Across this forum and external sources, I'm seeing two different formulas for "unordered sampling with replacement" and "stars and bars" combinatorics.
The first is $n+r-1 \choose r$, as suggested by https://math.stackexchange.com/a/923139/1510127, https://math.stackexchange.com/a/1894014/1510127, https://www.probabilitycourse.com/chapter2/2_1_4_unordered_with_replacement.php (though it later contradicts itself in a solution to a practice problem), and, more notably, Casella and Berger's Statistical Inference 2nd Edition, page 16. Casella and Berger, page 16
The second is $n+r-1 \choose r-1$, as suggested by Unordered Sampling With Replacement Intuition and, more notably, the official wikipedia article on stars and bars combinatorics.
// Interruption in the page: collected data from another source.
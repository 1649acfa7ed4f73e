//! Session identity and the per-request shopper context.

use axum::{
    extract::FromRequestParts,
    http::request::Parts,
    response::{IntoResponse, Redirect, Response},
};
use tower_sessions::Session;
use tracing::warn;

use emporium_core::{CartLine, ProductId, Role, cart_line_for, cart_unit_count};

use crate::error::AppError;
use crate::models::{CurrentUser, User, session_keys};
use crate::state::AppState;

/// The signed-in user and their cart, resolved once per request.
///
/// Guests get an empty context. A session whose account has since been
/// disabled or deleted is rejected with a redirect to `/logout`.
///
/// # Example
///
/// ```rust,ignore
/// async fn handler(shopper: ShopperContext) -> impl IntoResponse {
///     format!("{} items in cart", shopper.cart_unit_count())
/// }
/// ```
#[derive(Debug, Clone, Default)]
pub struct ShopperContext {
    user: Option<User>,
    cart_lines: Vec<CartLine>,
}

impl ShopperContext {
    /// A context for a guest: no account, no cart.
    #[must_use]
    pub const fn guest() -> Self {
        Self {
            user: None,
            cart_lines: Vec::new(),
        }
    }

    /// A context for a signed-in user.
    #[must_use]
    pub const fn signed_in(user: User, cart_lines: Vec<CartLine>) -> Self {
        Self {
            user: Some(user),
            cart_lines,
        }
    }

    /// The signed-in user, if any.
    #[must_use]
    pub const fn user(&self) -> Option<&User> {
        self.user.as_ref()
    }

    /// The signed-in user's role, `None` for guests.
    #[must_use]
    pub fn role(&self) -> Option<Role> {
        self.user.as_ref().map(|u| u.role)
    }

    /// Every line of the user's cart.
    #[must_use]
    pub fn cart_lines(&self) -> &[CartLine] {
        &self.cart_lines
    }

    /// The cart line for one product, if the cart holds it.
    #[must_use]
    pub fn cart_line(&self, product_id: ProductId) -> Option<&CartLine> {
        cart_line_for(&self.cart_lines, product_id)
    }

    /// Units across the whole cart.
    #[must_use]
    pub fn cart_unit_count(&self) -> u64 {
        cart_unit_count(&self.cart_lines)
    }
}

/// Rejection when the shopper context cannot be built.
#[derive(Debug)]
pub enum ShopperRejection {
    /// The session names an account that is disabled or gone.
    SignedOut,
    /// A lookup failed.
    Failed(AppError),
}

impl IntoResponse for ShopperRejection {
    fn into_response(self) -> Response {
        match self {
            Self::SignedOut => Redirect::to("/logout").into_response(),
            Self::Failed(err) => err.into_response(),
        }
    }
}

impl FromRequestParts<AppState> for ShopperContext {
    type Rejection = ShopperRejection;

    async fn from_request_parts(
        parts: &mut Parts,
        state: &AppState,
    ) -> Result<Self, Self::Rejection> {
        if let Some(resolved) = parts.extensions.get::<Self>() {
            return Ok(resolved.clone());
        }

        let Some(current) = current_user(parts).await else {
            return Ok(Self::guest());
        };

        let user = state
            .users()
            .user(current.id)
            .await
            .map_err(|e| ShopperRejection::Failed(e.into()))?;

        let Some(user) = user.filter(|u| u.enabled) else {
            warn!(user_id = %current.id, "Session for disabled or missing account");
            return Err(ShopperRejection::SignedOut);
        };

        let cart_lines = state
            .carts()
            .cart_lines(user.id)
            .await
            .map_err(|e| ShopperRejection::Failed(e.into()))?;

        let context = Self::signed_in(user, cart_lines);
        parts.extensions.insert(context.clone());
        Ok(context)
    }
}

/// The session identity, if the request carries one.
async fn current_user(parts: &Parts) -> Option<CurrentUser> {
    let session = parts.extensions.get::<Session>()?;
    session
        .get::<CurrentUser>(session_keys::CURRENT_USER)
        .await
        .ok()
        .flatten()
}

/// Store the signed-in identity, issuing a fresh session ID.
///
/// # Errors
///
/// Returns an error if the session cannot be modified.
pub async fn set_current_user(
    session: &Session,
    user: &CurrentUser,
) -> Result<(), tower_sessions::session::Error> {
    session.cycle_id().await?;
    session.insert(session_keys::CURRENT_USER, user).await
}

/// Drop everything in the session (logout).
///
/// # Errors
///
/// Returns an error if the session cannot be modified.
pub async fn clear_current_user(session: &Session) -> Result<(), tower_sessions::session::Error> {
    session.flush().await
}

#[cfg(test)]
#[allow(clippy::unwrap_used)]
mod tests {
    use chrono::Utc;
    use emporium_core::{Email, UserId};

    use super::*;

    fn customer() -> User {
        User {
            id: UserId::new(7),
            email: Email::parse("shopper@example.org").unwrap(),
            role: Role::Customer,
            enabled: true,
            created_at: Utc::now(),
        }
    }

    #[test]
    fn test_guest_context_is_empty() {
        let guest = ShopperContext::guest();
        assert!(guest.user().is_none());
        assert_eq!(guest.role(), None);
        assert_eq!(guest.cart_unit_count(), 0);
    }

    #[test]
    fn test_cart_line_answered_from_context() {
        let lines = vec![
            CartLine::new(ProductId::new(1), 2),
            CartLine::new(ProductId::new(4), 3),
        ];
        let shopper = ShopperContext::signed_in(customer(), lines);

        assert_eq!(shopper.cart_line(ProductId::new(4)).map(|l| l.quantity), Some(3));
        assert!(shopper.cart_line(ProductId::new(2)).is_none());
        assert_eq!(shopper.cart_unit_count(), 5);
        assert_eq!(shopper.role(), Some(Role::Customer));
    }
}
Is there some nuance I'm missing out on? Are people using "unordered sampling with replacement" to refer to two different things?
**EDIT: thanks for the responses, everybody. What resolved my confusion was noting that in $n+r-1 \choose r$, $r$ refers to the size of a selection/sample, explicitly, thus framing the problem as a selection problem. Thus, an object being selected counts as a star. The sample space from which the selection is made is thus $n$, and this is the number of bins, 1 less of which is the number of bars.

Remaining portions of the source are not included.